Exercise description - Scan the records below for the line containing "and is intentionally" and the line containing "use axum::http::HeaderValue;". Copy both, plus every line between, exactly.

(Beginning of Dataset)

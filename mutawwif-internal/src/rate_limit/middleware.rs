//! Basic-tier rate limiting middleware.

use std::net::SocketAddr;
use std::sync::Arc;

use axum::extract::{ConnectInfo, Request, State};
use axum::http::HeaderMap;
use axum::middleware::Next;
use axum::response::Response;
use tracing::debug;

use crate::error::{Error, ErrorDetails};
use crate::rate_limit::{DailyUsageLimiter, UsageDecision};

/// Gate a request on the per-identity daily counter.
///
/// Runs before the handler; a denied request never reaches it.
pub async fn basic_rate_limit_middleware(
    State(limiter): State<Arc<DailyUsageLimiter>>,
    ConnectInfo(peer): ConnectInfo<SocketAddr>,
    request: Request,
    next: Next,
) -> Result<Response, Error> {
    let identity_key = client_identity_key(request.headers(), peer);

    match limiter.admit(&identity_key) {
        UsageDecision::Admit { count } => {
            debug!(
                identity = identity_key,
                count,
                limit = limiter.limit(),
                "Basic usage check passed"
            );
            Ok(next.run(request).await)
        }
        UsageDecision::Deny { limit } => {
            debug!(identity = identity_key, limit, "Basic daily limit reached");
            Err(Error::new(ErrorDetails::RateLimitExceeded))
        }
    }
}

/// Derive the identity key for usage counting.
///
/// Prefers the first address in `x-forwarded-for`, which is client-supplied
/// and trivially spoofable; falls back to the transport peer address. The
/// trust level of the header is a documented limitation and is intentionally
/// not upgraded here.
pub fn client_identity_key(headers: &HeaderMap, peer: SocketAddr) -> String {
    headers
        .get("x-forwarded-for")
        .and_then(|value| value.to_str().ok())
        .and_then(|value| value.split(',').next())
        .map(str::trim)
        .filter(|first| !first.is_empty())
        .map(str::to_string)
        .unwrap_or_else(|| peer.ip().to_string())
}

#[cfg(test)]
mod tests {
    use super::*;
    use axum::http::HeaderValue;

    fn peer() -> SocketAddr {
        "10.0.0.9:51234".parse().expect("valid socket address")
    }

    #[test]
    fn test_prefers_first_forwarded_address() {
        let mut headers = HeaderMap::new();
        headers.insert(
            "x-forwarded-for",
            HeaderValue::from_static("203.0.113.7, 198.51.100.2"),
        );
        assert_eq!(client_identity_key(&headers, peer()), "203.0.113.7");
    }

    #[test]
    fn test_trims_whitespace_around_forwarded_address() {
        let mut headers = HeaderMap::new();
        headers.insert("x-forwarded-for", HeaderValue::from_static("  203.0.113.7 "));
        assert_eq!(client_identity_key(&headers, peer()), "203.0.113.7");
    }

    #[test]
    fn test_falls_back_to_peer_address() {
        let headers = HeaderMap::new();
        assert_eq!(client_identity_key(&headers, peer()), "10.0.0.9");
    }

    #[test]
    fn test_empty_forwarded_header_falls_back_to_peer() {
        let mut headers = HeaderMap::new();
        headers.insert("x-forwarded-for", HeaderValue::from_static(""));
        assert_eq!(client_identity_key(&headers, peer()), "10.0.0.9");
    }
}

(End of Dataset)

Written reply -
/// trust level of the header is a documented limitation and is intentionally
/// not upgraded here.
pub fn client_identity_key(headers: &HeaderMap, peer: SocketAddr) -> String {
    headers
        .get("x-forwarded-for")
        .and_then(|value| value.to_str().ok())
        .and_then(|value| value.split(',').next())
        .map(str::trim)
        .filter(|first| !first.is_empty())
        .map(str::to_string)
        .unwrap_or_else(|| peer.ip().to_string())
}

#[cfg(test)]
mod tests {
    use super::*;
    use axum::http::HeaderValue;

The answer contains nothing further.